John 17:1b “. . . Father, . . .”
God had one Child who did not sin, but never a child who did not pray. The voice of prayer is a mark of Childhood. Prayer is to be our natural state, a sign by which every heir of God is known. Jesus needed prayer. How much more do we!
When we pray, we pray to a Father. When Jesus looked up toward Heaven, He did not see an abstract Cause, a blind Tendency, soulless Nature, an impersonal Force. He saw One who lives, has personality, and loves.
John 17:1c “. . . the hour has come.”
“The hour” refers to the cross. The moment of Christ’s suffering was determined in the counsel of the Father. Jesus had often said His hour was not yet come; but now it was near, and He knew it. People cannot predict with precise accuracy the climax, crisis, and death of their own lives, but Jesus did.
It was for this hour the cosmic clock of time was first set in motion. This was the hour for which the world had been created and upheld. Heaven, Hell, and Earth existed for this moment. They were conjoined in the struggle at Calvary.

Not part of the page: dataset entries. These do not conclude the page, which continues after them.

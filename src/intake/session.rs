// SPDX-License-Identifier: MPL-2.0
//! Pending upload batch owned by a single host.

use super::validator::{self, IntakeOutcome};
use crate::domain::error::IntakeError;
use crate::domain::intake::{CandidateFile, IntakePolicy, Rejection};

/// Holds the pending batch and the policy it is validated against.
#[derive(Debug, Clone, Default)]
pub struct IntakeSession {
    policy: IntakePolicy,
    batch: Vec<CandidateFile>,
}

impl IntakeSession {
    /// Creates an empty session.
    #[must_use]
    pub fn new(policy: IntakePolicy) -> Self {
        Self {
            policy,
            batch: Vec::new(),
        }
    }

    /// Validates `incoming` and merges accepted files into the batch.
    ///
    /// Returns the files refused by the policy.
    pub fn offer(&mut self, incoming: &[CandidateFile]) -> Vec<Rejection> {
        let IntakeOutcome {
            batch,
            rejections,
            dropped,
        } = validator::validate_and_merge(&self.batch, incoming, &self.policy);

        tracing::debug!(
            offered = incoming.len(),
            rejected = rejections.len(),
            dropped,
            pending = batch.len(),
            "files offered"
        );
        self.batch = batch;
        rejections
    }

    /// Removes the file at `index` from the batch.
    ///
    /// # Errors
    ///
    /// Returns [`IntakeError::IndexOutOfRange`] if `index` is past the end;
    /// the batch is left unchanged.
    pub fn remove(&mut self, index: usize) -> Result<CandidateFile, IntakeError> {
        let removed = self
            .batch
            .get(index)
            .cloned()
            .ok_or(IntakeError::IndexOutOfRange {
                index,
                len: self.batch.len(),
            })?;
        self.batch = validator::remove_at(&self.batch, index)?;
        Ok(removed)
    }

    /// Takes the pending batch for analysis, leaving the session empty.
    ///
    /// # Errors
    ///
    /// Returns [`IntakeError::EmptyBatch`] if nothing is selected.
    pub fn submit(&mut self) -> Result<Vec<CandidateFile>, IntakeError> {
        if self.batch.is_empty() {
            return Err(IntakeError::EmptyBatch);
        }
        let submitted = std::mem::take(&mut self.batch);
        tracing::info!(files = submitted.len(), "batch submitted for analysis");
        Ok(submitted)
    }

    /// Drops every pending file.
    pub fn clear(&mut self) {
        self.batch.clear();
    }

    #[must_use]
    pub fn batch(&self) -> &[CandidateFile] {
        &self.batch
    }

    #[must_use]
    pub fn policy(&self) -> &IntakePolicy {
        &self.policy
    }

    /// Returns `(pending, capacity)` for the "n/max" badge.
    #[must_use]
    pub fn fill(&self) -> (usize, usize) {
        (self.batch.len(), self.policy.max_batch_size)
    }

    /// Returns the total size of the pending batch.
    #[must_use]
    pub fn total_bytes(&self) -> u64 {
        self.batch.iter().map(|f| f.size_bytes).sum()
    }
}

#[cfg(test)]
mod tests {
    use super::*;
    use crate::domain::intake::RejectionReason;

    fn session() -> IntakeSession {
        IntakeSession::new(IntakePolicy::new(["image/png", "video/mp4"], 1000, 3))
    }

    #[test]
    fn offer_accumulates_across_calls() {
        let mut session = session();
        session.offer(&[CandidateFile::new("a.png", 10, "image/png")]);
        let rejections = session.offer(&[
            CandidateFile::new("b.mp4", 20, "video/mp4"),
            CandidateFile::new("c.txt", 1, "text/plain"),
        ]);

        assert_eq!(session.batch().len(), 2);
        assert_eq!(rejections.len(), 1);
        assert_eq!(rejections[0].reason, RejectionReason::UnsupportedType);
        assert_eq!(session.fill(), (2, 3));
        assert_eq!(session.total_bytes(), 30);
    }

    #[test]
    fn remove_returns_file_and_keeps_order() {
        let mut session = session();
        session.offer(&[
            CandidateFile::new("a.png", 1, "image/png"),
            CandidateFile::new("b.png", 1, "image/png"),
            CandidateFile::new("c.png", 1, "image/png"),
        ]);

        let removed = session.remove(1).unwrap();
        assert_eq!(removed.name, "b.png");
        let names: Vec<_> = session.batch().iter().map(|f| f.name.as_str()).collect();
        assert_eq!(names, vec!["a.png", "c.png"]);
    }

    #[test]
    fn remove_out_of_range_leaves_batch() {
        let mut session = session();
        session.offer(&[CandidateFile::new("a.png", 1, "image/png")]);

        assert_eq!(
            session.remove(4),
            Err(IntakeError::IndexOutOfRange { index: 4, len: 1 })
        );
        assert_eq!(session.batch().len(), 1);
    }

    #[test]
    fn submit_drains_batch() {
        let mut session = session();
        session.offer(&[CandidateFile::new("a.png", 1, "image/png")]);

        let submitted = session.submit().unwrap();
        assert_eq!(submitted.len(), 1);
        assert!(session.batch().is_empty());
        assert_eq!(session.submit(), Err(IntakeError::EmptyBatch));
    }
}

After many skirmishes, the decisive battle between good and evil would now be fought. The trumpet was sounding for an engagement that would be irretrievably fatal to the one or to the other.

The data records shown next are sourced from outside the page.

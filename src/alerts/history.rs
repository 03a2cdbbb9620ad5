// SPDX-License-Identifier: MPL-2.0
//! Bounded history of removed alerts.
//!
//! Removed alerts are kept in a ring buffer that evicts the oldest entry
//! once capacity is reached, feeding the dashboard's recent-alerts list.

use crate::domain::alert::{AlertId, AlertRecord, HistoryCapacity};
use std::collections::VecDeque;
use std::time::Duration;

/// How an alert left the active set.
#[derive(Debug, Clone, Copy, PartialEq, Eq)]
pub enum RemovalCause {
    /// Its lifetime elapsed.
    Expired,
    /// It was dismissed explicitly.
    Dismissed,
}

/// An alert that is no longer active.
#[derive(Debug, Clone, PartialEq)]
pub struct RemovedAlert {
    /// The record as it was added.
    pub record: AlertRecord,
    /// Why it was removed.
    pub cause: RemovalCause,
    /// Total ticked time it spent active.
    pub active_for: Duration,
}

impl RemovedAlert {
    #[must_use]
    pub fn id(&self) -> &AlertId {
        self.record.id()
    }
}

/// Ring buffer of removed alerts, oldest first.
///
/// # Example
///
/// ```
/// use crimewatch::alerts::{AlertHistory, RemovalCause, RemovedAlert};
/// use crimewatch::domain::alert::{AlertKind, AlertRecord, HistoryCapacity};
/// use std::time::Duration;
///
/// let mut history = AlertHistory::new(HistoryCapacity::new(2));
/// for id in ["1", "2", "3"] {
///     history.push(RemovedAlert {
///         record: AlertRecord::new(id, AlertKind::Info, "t", "m"),
///         cause: RemovalCause::Expired,
///         active_for: Duration::ZERO,
///     });
/// }
///
/// let ids: Vec<_> = history.iter().map(|r| r.id().as_str()).collect();
/// assert_eq!(ids, vec!["2", "3"]);
/// ```
#[derive(Debug, Clone)]
pub struct AlertHistory {
    data: VecDeque<RemovedAlert>,
    capacity: usize,
}

impl AlertHistory {
    /// Creates an empty history with the given capacity.
    #[must_use]
    pub fn new(capacity: HistoryCapacity) -> Self {
        let capacity = capacity.value();
        Self {
            data: VecDeque::with_capacity(capacity),
            capacity,
        }
    }

    /// Appends an entry, evicting the oldest if at capacity.
    pub fn push(&mut self, entry: RemovedAlert) {
        if self.data.len() >= self.capacity {
            self.data.pop_front();
        }
        self.data.push_back(entry);
    }

    /// Iterates entries in removal order (oldest first).
    pub fn iter(&self) -> impl Iterator<Item = &RemovedAlert> {
        self.data.iter()
    }

    /// Iterates entries newest first.
    pub fn recent(&self) -> impl Iterator<Item = &RemovedAlert> {
        self.data.iter().rev()
    }

    /// Counts entries removed for the given cause.
    #[must_use]
    pub fn count(&self, cause: RemovalCause) -> usize {
        self.data.iter().filter(|r| r.cause == cause).count()
    }

    #[must_use]
    pub fn len(&self) -> usize {
        self.data.len()
    }

    #[must_use]
    pub fn is_empty(&self) -> bool {
        self.data.is_empty()
    }

    #[must_use]
    pub fn capacity(&self) -> usize {
        self.capacity
    }

    pub fn clear(&mut self) {
        self.data.clear();
    }
}

impl Default for AlertHistory {
    fn default() -> Self {
        Self::new(HistoryCapacity::default())
    }
}

#[cfg(test)]
mod tests {
    use super::*;
    use crate::domain::alert::AlertKind;

    fn removed(id: &str, cause: RemovalCause) -> RemovedAlert {
        RemovedAlert {
            record: AlertRecord::new(id, AlertKind::Warning, "t", "m"),
            cause,
            active_for: Duration::from_millis(10),
        }
    }

    #[test]
    fn evicts_oldest_when_full() {
        let mut history = AlertHistory::new(HistoryCapacity::new(3));
        for i in 0..5 {
            history.push(removed(&i.to_string(), RemovalCause::Expired));
        }

        assert_eq!(history.len(), 3);
        let ids: Vec<_> = history.iter().map(|r| r.id().as_str().to_string()).collect();
        assert_eq!(ids, vec!["2", "3", "4"]);
    }

    #[test]
    fn recent_is_newest_first() {
        let mut history = AlertHistory::default();
        history.push(removed("a", RemovalCause::Dismissed));
        history.push(removed("b", RemovalCause::Expired));

        let first = history.recent().next().map(|r| r.id().as_str());
        assert_eq!(first, Some("b"));
    }

    #[test]
    fn counts_by_cause() {
        let mut history = AlertHistory::default();
        history.push(removed("a", RemovalCause::Dismissed));
        history.push(removed("b", RemovalCause::Expired));
        history.push(removed("c", RemovalCause::Expired));

        assert_eq!(history.count(RemovalCause::Expired), 2);
        assert_eq!(history.count(RemovalCause::Dismissed), 1);

        history.clear();
        assert!(history.is_empty());
    }
}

John 17:1d “Glorify Your Son . . .”
Yielding Himself to death on the cross, Jesus desired vindication from the Father, who sought to glorify Jesus often. One, He spoke audibly at Jesus’ baptism and Transfiguration. Two, He gave Jesus power to speak with authority and perform miracles. Three, He had the betrayer himself speak well of Jesus in the hearing of Christ’s murderers. After confessing he had betrayed innocent blood, Judas sealed his confession with his own guilty blood.
Four, He had Pilate’s wife, asleep, realize Jesus was innocent. He did the same to Pilate, awake. Five, He darkened the sun three hours, tore the Temple veil, shook the earth, and split rocks. Six, He had a soldier say, “Truly this was the Son of God.” Seven, and most important of all, the Father raised Jesus from the dead. This is what Jesus was referring to in our text. He wanted to be honored through a death that would end in life.
Many of history’s colossal figures had to die to find their chief glory. It often took their own death to prove to others what and who a person really was. The void caused by their death can leave a stronger impact than the life that filled the void.
Socrates, Joan of Arc, Elijah Lovejoy, Lincoln, Bill Wallace – they all had to die to find their highest glory. This is what Jesus had to do.
John 17:1e “. . . so that the Son may glorify You.”
These words keep us from imputing selfish motives to Jesus. He had committed His whole undertaking to the Father’s honor. Jesus here taught us what to aim at in our prayers – the Father’s honor. We must desire “that in everything God may be glorified” (I Peter 4:11). “Hallowed be Thy Name” must be intermixed with every other petition we offer.
The reason for our existence is to honor God. Cromwell’s dying prayer expressed it well, “Lord, Thou art my witness, that if I still desire to live, it is to glorify Thy Name and to complete Thy work.”
Jesus brought honor to His Father by living and speaking in such ways that others were forced to think more about God. “Out of sight, out of mind” is the old adage; and because God is invisible, He is often forgotten. Whatever makes people think about God with reverence and gratitude thereby promotes His glory. I pray we learn to do so, for the Father’s sake.